Следующий этап метаморфозы функциональной роли образа приходится на постсталинский период. По одной версии, после смерти Сталина (Арошидзе, 2007), по другой – после расстрела Берии (Цуциев, 2005), в середине 1960-х зарождается иронически-романтический рыцарский анекдотический образ грузина-ловеласа с Черноморского побережья, который, по словам Цуциева, стал последним романтическим образом кавказца. Согласно еще одной версии, именно после смерти Сталина к образу грузина добавились комические черты: теперь это богатый, но глупый персонаж, чаще всего торговец (Арошидзе, 2007). Об анекдотических образах можно узнать следующее:
Это человек заметный, шумный, пестро, часто безвкусно, но всегда «богато» одетый. Больше всего на свете грузин озабочен тем, чтобы другие не подумали, что у него чего-то нет, он очень любит прихвастнуть, показать свое реальное или мнимое богатство.
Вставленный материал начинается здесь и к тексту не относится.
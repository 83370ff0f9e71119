//! Network transfer totals from `nettop`.
//!
//! Each per-process row ends with the `name.pid` suffix followed by the
//! cumulative bytes in and bytes out:
//!
//! ```text
//! mDNSResponder.312              84213        52310
//! ```

use std::sync::LazyLock;
use std::time::Duration;

use regex::Regex;

use super::delta::Throughput;
use super::error::ParseError;

pub const NETWORK_STATS_COMMAND: &str = "nettop -x -k state -k interface -k rx_dupe -k rx_ooo \
     -k re-tx -k rtt_avg -k rcvsize -k tx_win -k tc_class -k tc_mgt -k cc_algo -k P -k C -k R \
     -k W -l 1 -t wifi -t wired";

/// Decimal megabytes, matching what `nettop` consumers expect for MB/s.
pub const BYTES_PER_MEGABYTE: f64 = 1_000_000.0;

static ROW_TAIL: LazyLock<Regex> = LazyLock::new(|| {
    Regex::new(r"(?m)\.\d+[ \t]+(\d+)[ \t]+(\d+)[ \t]*$").expect("row pattern is valid")
});

/// Summed cumulative byte counters across all matching rows.
#[derive(Clone, Copy, Debug, Default, PartialEq, Eq)]
pub struct TransferTotals {
    pub download_bytes: u64,
    pub upload_bytes: u64,
    pub rows: usize,
}

pub fn parse_transfer_totals(text: &str) -> Result<TransferTotals, ParseError> {
    let mut totals = TransferTotals::default();

    for caps in ROW_TAIL.captures_iter(text) {
        totals.download_bytes = accumulate(totals.download_bytes, &caps[1], "bytes_in")?;
        totals.upload_bytes = accumulate(totals.upload_bytes, &caps[2], "bytes_out")?;
        totals.rows += 1;
    }

    if totals.rows == 0 {
        return Err(ParseError::NoConnections);
    }
    Ok(totals)
}

fn accumulate(total: u64, token: &str, field: &'static str) -> Result<u64, ParseError> {
    let value: u64 = token
        .parse()
        .map_err(|_| ParseError::InvalidNumber(token.to_string()))?;
    total
        .checked_add(value)
        .ok_or(ParseError::Overflow { field })
}

/// Scales cumulative bytes to MB per second of the sampling interval.
pub fn normalize(totals: &TransferTotals, interval: Duration) -> Throughput {
    let divisor = BYTES_PER_MEGABYTE * interval.as_secs_f64();
    if divisor <= 0.0 {
        return Throughput::default();
    }
    Throughput {
        upload: totals.upload_bytes as f64 / divisor,
        download: totals.download_bytes as f64 / divisor,
    }
}

#[cfg(test)]
mod tests {
    use super::*;

    const NETTOP: &str = "\
                                              bytes_in       bytes_out
launchd.1                                          0               0
mDNSResponder.312                            1500000          500000
Safari.8841                                  3000000         1000000
";

    #[test]
    fn sums_rows_as_download_then_upload() {
        let totals = parse_transfer_totals(NETTOP).unwrap();
        assert_eq!(totals.download_bytes, 4_500_000);
        assert_eq!(totals.upload_bytes, 1_500_000);
        assert_eq!(totals.rows, 3);
    }

    #[test]
    fn header_and_unrelated_lines_are_skipped() {
        let text = format!("garbage line\n{NETTOP}tcp4 10.0.0.2:443<->1.2.3.4:5000 en0 Established\n");
        let totals = parse_transfer_totals(&text).unwrap();
        assert_eq!(totals.rows, 3);
    }

    #[test]
    fn last_row_without_newline_is_counted() {
        let totals = parse_transfer_totals("kernel_task.0   42   7").unwrap();
        assert_eq!(totals.download_bytes, 42);
        assert_eq!(totals.upload_bytes, 7);
    }

    #[test]
    fn no_rows_is_parse_error() {
        assert_eq!(
            parse_transfer_totals("bytes_in bytes_out\n"),
            Err(ParseError::NoConnections)
        );
    }

    #[test]
    fn counter_sum_overflow_is_parse_error() {
        let text = format!("a.1 {} 0\nb.2 1 0\n", u64::MAX);
        assert_eq!(
            parse_transfer_totals(&text),
            Err(ParseError::Overflow { field: "bytes_in" })
        );
    }

    #[test]
    fn counter_wider_than_u64_is_parse_error() {
        assert!(matches!(
            parse_transfer_totals("a.1 0 99999999999999999999999\n"),
            Err(ParseError::InvalidNumber(_))
        ));
    }

    #[test]
    fn normalizes_by_interval_seconds() {
        let totals = TransferTotals {
            download_bytes: 4_000_000,
            upload_bytes: 1_000_000,
            rows: 2,
        };
        let rate = normalize(&totals, Duration::from_millis(2000));
        assert_eq!(rate.download, 2.0);
        assert_eq!(rate.upload, 0.5);
    }

    #[test]
    fn zero_interval_normalizes_to_zero() {
        let totals = TransferTotals {
            download_bytes: 10,
            upload_bytes: 10,
            rows: 1,
        };
        assert_eq!(normalize(&totals, Duration::ZERO), Throughput::default());
    }
}
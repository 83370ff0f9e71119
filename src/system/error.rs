//! Error types for metric sampling.
//!
//! None of these escape a sampling pass: the sampler logs them and leaves the
//! affected metric out of the snapshot.

use std::time::Duration;

/// A diagnostic command did not produce usable output.
#[derive(Debug, thiserror::Error)]
pub enum CommandError {
    #[error("failed to spawn `{command}`: {source}")]
    Spawn {
        command: String,
        source: std::io::Error,
    },

    #[error("`{command}` exited with {status}")]
    ExitStatus { command: String, status: String },

    /// Anything written to stderr counts as failure, even with a zero exit.
    #[error("`{command}` wrote to stderr: {stderr}")]
    Stderr { command: String, stderr: String },

    #[error("`{command}` timed out after {timeout:?}")]
    Timeout { command: String, timeout: Duration },
}

/// Command output was present but not in the expected shape.
#[derive(Debug, PartialEq, Eq, thiserror::Error)]
pub enum ParseError {
    /// The output had fewer lines than the fixed-position parser needs.
    #[error("missing line {line} ({field})")]
    MissingLine { line: usize, field: &'static str },

    #[error("no integer on line {line} ({field})")]
    MissingNumber { line: usize, field: &'static str },

    #[error("expected {expected} percentage tokens, found {found}")]
    PercentageCount { expected: usize, found: usize },

    #[error("invalid number `{0}`")]
    InvalidNumber(String),

    /// A counter, or a sum of counters, does not fit in 64 bits.
    #[error("{field} overflows a 64-bit counter")]
    Overflow { field: &'static str },

    #[error("total memory is zero")]
    ZeroTotal,

    #[error("no connection lines in output")]
    NoConnections,
}

#[derive(Debug, thiserror::Error)]
pub enum SampleError {
    #[error(transparent)]
    Command(#[from] CommandError),

    #[error(transparent)]
    Parse(#[from] ParseError),
}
Грузины в русских анекдотах – люди гостеприимные, любящие компанию, застолье, тосты; щедрые, иногда даже слишком щедрые; они преувеличенно мужественны, но при этом отношение к женщине у них «восточное» – как к низшему существу (напомним известную фразу из анекдота о том, как грузин расточал многочисленные комплименты некоей даме, беседуя с ее спутником, однако когда она попыталась принять участие в разговоре, ей было сказано: «Молчи, женщина, когда джигиты разговаривают») (Шмелев, Шмелева, 2014. С. 167–177).
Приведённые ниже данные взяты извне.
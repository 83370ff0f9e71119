use std::path::{Path, PathBuf};

use serde::Deserialize;

use crate::system::command::{COMMAND_TIMEOUT_KEY, DEFAULT_COMMAND_TIMEOUT};
use crate::system::history::DEFAULT_CAPACITY;
use crate::system::sampler::{
    CommandSet, DEFAULT_INTERVAL_MS, HISTORY_CAPACITY_KEY, INTERVAL_KEY, Settings,
};

#[derive(Debug, Default, Deserialize)]
#[serde(default)]
pub struct Config {
    pub general: GeneralConfig,
    pub commands: CommandsConfig,
    pub output: OutputConfig,
}

#[derive(Debug, Deserialize)]
#[serde(default)]
pub struct GeneralConfig {
    pub interval_ms: u64,
    pub history_capacity: usize,
    pub command_timeout_ms: u64,
}

impl Default for GeneralConfig {
    fn default() -> Self {
        GeneralConfig {
            interval_ms: DEFAULT_INTERVAL_MS,
            history_capacity: DEFAULT_CAPACITY,
            command_timeout_ms: DEFAULT_COMMAND_TIMEOUT.as_millis() as u64,
        }
    }
}

#[derive(Debug, Deserialize)]
#[serde(default)]
pub struct CommandsConfig {
    pub cpu: String,
    pub memory_stats: String,
    pub memory_size: String,
    pub network: String,
}

impl Default for CommandsConfig {
    fn default() -> Self {
        let defaults = CommandSet::default();
        CommandsConfig {
            cpu: defaults.cpu,
            memory_stats: defaults.memory_stats,
            memory_size: defaults.memory_size,
            network: defaults.network,
        }
    }
}

impl CommandsConfig {
    pub fn to_command_set(&self) -> CommandSet {
        CommandSet {
            cpu: self.cpu.clone(),
            memory_stats: self.memory_stats.clone(),
            memory_size: self.memory_size.clone(),
            network: self.network.clone(),
        }
    }
}

#[derive(Debug, Clone, Copy, Default, PartialEq, Eq, Deserialize, clap::ValueEnum)]
#[serde(rename_all = "lowercase")]
pub enum OutputFormat {
    #[default]
    Text,
    Json,
}

#[derive(Debug, Default, Deserialize)]
#[serde(default)]
pub struct OutputConfig {
    pub format: OutputFormat,
}

impl Settings for Config {
    fn setting(&self, key: &str) -> Option<u64> {
        match key {
            INTERVAL_KEY => Some(self.general.interval_ms),
            HISTORY_CAPACITY_KEY => Some(self.general.history_capacity as u64),
            COMMAND_TIMEOUT_KEY => Some(self.general.command_timeout_ms),
            _ => None,
        }
    }
}

pub fn config_path() -> Option<PathBuf> {
    dirs::config_dir().map(|p| p.join("menustat").join("config.toml"))
}

pub fn load_config() -> Config {
    match config_path() {
        Some(path) if path.exists() => load_config_from_path(&path),
        _ => Config::default(),
    }
}

pub fn load_config_from_path(path: &Path) -> Config {
    match std::fs::read_to_string(path) {
        Ok(contents) => match toml::from_str(&contents) {
            Ok(config) => config,
            Err(err) => {
                tracing::warn!(path = %path.display(), error = %err, "invalid config; using defaults");
                Config::default()
            }
        },
        Err(_) => Config::default(),
    }
}
//! Outbound interfaces: the stats event and the menu bar icons.

use serde::Serialize;

use super::snapshot::Snapshot;

pub const STATS_UPDATED: &str = "stats-updated";

#[derive(Clone, Debug, PartialEq, Serialize)]
pub struct StatsPayload {
    pub results: Vec<Snapshot>,
    /// Milliseconds.
    pub interval: u64,
}

pub trait EventSink: Send + Sync {
    fn emit(&self, event: &str, payload: &StatsPayload);
}

pub trait IconRenderer: Send + Sync {
    fn draw_icons(&self, icons: &[IconOptions]);
}

#[derive(Clone, Copy, Debug, PartialEq, Eq, Serialize)]
#[serde(rename_all = "lowercase")]
pub enum Indicator {
    Mem,
    Cpu,
    Dow,
    Up,
}

impl Indicator {
    pub fn label(self) -> &'static str {
        match self {
            Indicator::Mem => "MEM",
            Indicator::Cpu => "CPU",
            Indicator::Dow => "\u{2193}",
            Indicator::Up => "\u{2191}",
        }
    }
}

#[derive(Clone, Copy, Debug, PartialEq, Eq, Serialize)]
#[serde(rename_all = "lowercase")]
pub enum Unit {
    Percentage,
    Mbs,
}

#[derive(Clone, Copy, Debug, PartialEq, Serialize)]
pub struct IconOptions {
    pub indicator: Indicator,
    pub value: f64,
    pub unit: Unit,
}

/// Icon entries for the metrics present in `snapshot`, in the order
/// mem, cpu, dow, up. Unavailable metrics get no entry.
pub fn icon_options(snapshot: &Snapshot) -> Vec<IconOptions> {
    let mut icons = Vec::with_capacity(4);
    if let Some(memory) = snapshot.memory {
        icons.push(IconOptions {
            indicator: Indicator::Mem,
            value: f64::from(memory.used_percentage),
            unit: Unit::Percentage,
        });
    }
    if let Some(cpu) = snapshot.cpu {
        icons.push(IconOptions {
            indicator: Indicator::Cpu,
            value: f64::from(cpu.used_percentage),
            unit: Unit::Percentage,
        });
    }
    if let Some(network) = snapshot.network {
        icons.push(IconOptions {
            indicator: Indicator::Dow,
            value: network.download_mbs,
            unit: Unit::Mbs,
        });
        icons.push(IconOptions {
            indicator: Indicator::Up,
            value: network.upload_mbs,
            unit: Unit::Mbs,
        });
    }
    icons
}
В период оттепели к образу грузина добавились черты жулика и коррупционера. В советских этнических анекдотах главными чертами грузин были коррумпированность, хвастовство, волокитство, семейность (Мельниченко, 2014. С. 970–975), а также любвеобильность и богатство (Макаров, 27.01.1999). Складывалось впечатление, что они стоят в стороне от общего контекста жизни в СССР: их образ жизни был более свободным, не подчинявшимся законам центра (Nizharadze, 2006). Объяснение поведению, которое легло в основу не только анекдотов, но и стереотипов о поведении грузин, представил психолог, социолог и культуролог Георгий Нижарадзе в статье «Мы – грузины» (1999)[13]. Он проанализировал психологические свойства грузин, сформировавшиеся благодаря историко-политическому развитию страны, и пишет, что Грузия как позднефеодальная страна XIV–XIX веков, зависимая от сильных соседей, выработала свой «адаптационный механизм», направленный на приобретение и сохранение власти, будучи в зависимости. Сводился он к следующему:
феодал, дворянин, претендент на престол, порой просто авантюрист; проявляют лояльность по отношению к власти, находящейся на отдаленном расстоянии (султан, шах, император), но всегда оказывают сопротивление местным правителям. <…> Далекая власть воспринимается как данность, против которой воевать с оружием в руках не имеет смысла <…>. Однако эту власть можно использовать – установить хорошие отношения с ее представителями (говоря фигурально, «принося в дар коньяки») и, таким образом укрепив свое положение, бросить силы на борьбу со слабой местной властью (Нижарадзе, 2014. С. 18–19).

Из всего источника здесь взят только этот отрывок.